The film is, as you would expect, a tour de force of special effects from beginning to end, although Jackson sometimes over-eggs the pudding:  a slow-motion bridge collapse under a leaping Legolas (a strangely CGI’d Orlando Bloom) being a particular case in point – the sequence feels like having been sponsored by the spin-off video game company! 

The movie is also extremely ‘battle-heavy’ (or “a bit fighty” as my wife succinctly puts it) – the last two thirds of the film is pretty much an ongoing pitched battle with very little let up.   If unrelenting sword-play and decapitations are not your bag, then this is probably not a film you will enjoy that much.
It has to be said though that all of the performances are top notch, with Richard Armitage being particularly effective as Thorin, alternately fighting and then succumbing to the gold-induced ‘Dragon-fever’.  Billy Connolly also adds some much needed humour to the story in his role as a dwarf warlord, and the nation’s beloved Stephen Fry entertains as the greedy and superior Master of Laketown, destined (obviously) to get his comeuppance.

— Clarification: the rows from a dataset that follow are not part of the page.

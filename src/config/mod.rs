// Configuration module for Steerlink
// Handles loading connection and control settings from a TOML file

pub mod loader;
pub mod types;

pub use loader::{create_default_config, get_config_path, load_config, SIGNALING_SERVER_ENV};
pub use types::{ChannelSettings, Config, ControlsConfig, KeyBindings, NetworkConfig};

If this film was a one-off, I would be reviewing it as a “Wow, that was amazing!” film.  As it is the LOTR equivalent of “Police Academy 6”, my opinion is rather tarnished and whilst the film is workmanlike and entertaining, there is a feeling of ’same old, same old’ about it.  Another problem I found with this being a prequel to the original series is that the addition of ’new’ creatures and tactics often doesn’t ring true.  For example, the orc armies take full advantage of some very useful giant worms and their mounted rides include enormous and very effective troll creatures.  This unfortunately begs the question as to why these significant battle assets were not deployed in the “The Return of the King” – surely they were better than those lumbering elephant things?  (I realise, of course, the unreasonableness of in turns criticising a film for being samey and then criticising it for adding new stuff:  hey, I’m a film critic – bite me!)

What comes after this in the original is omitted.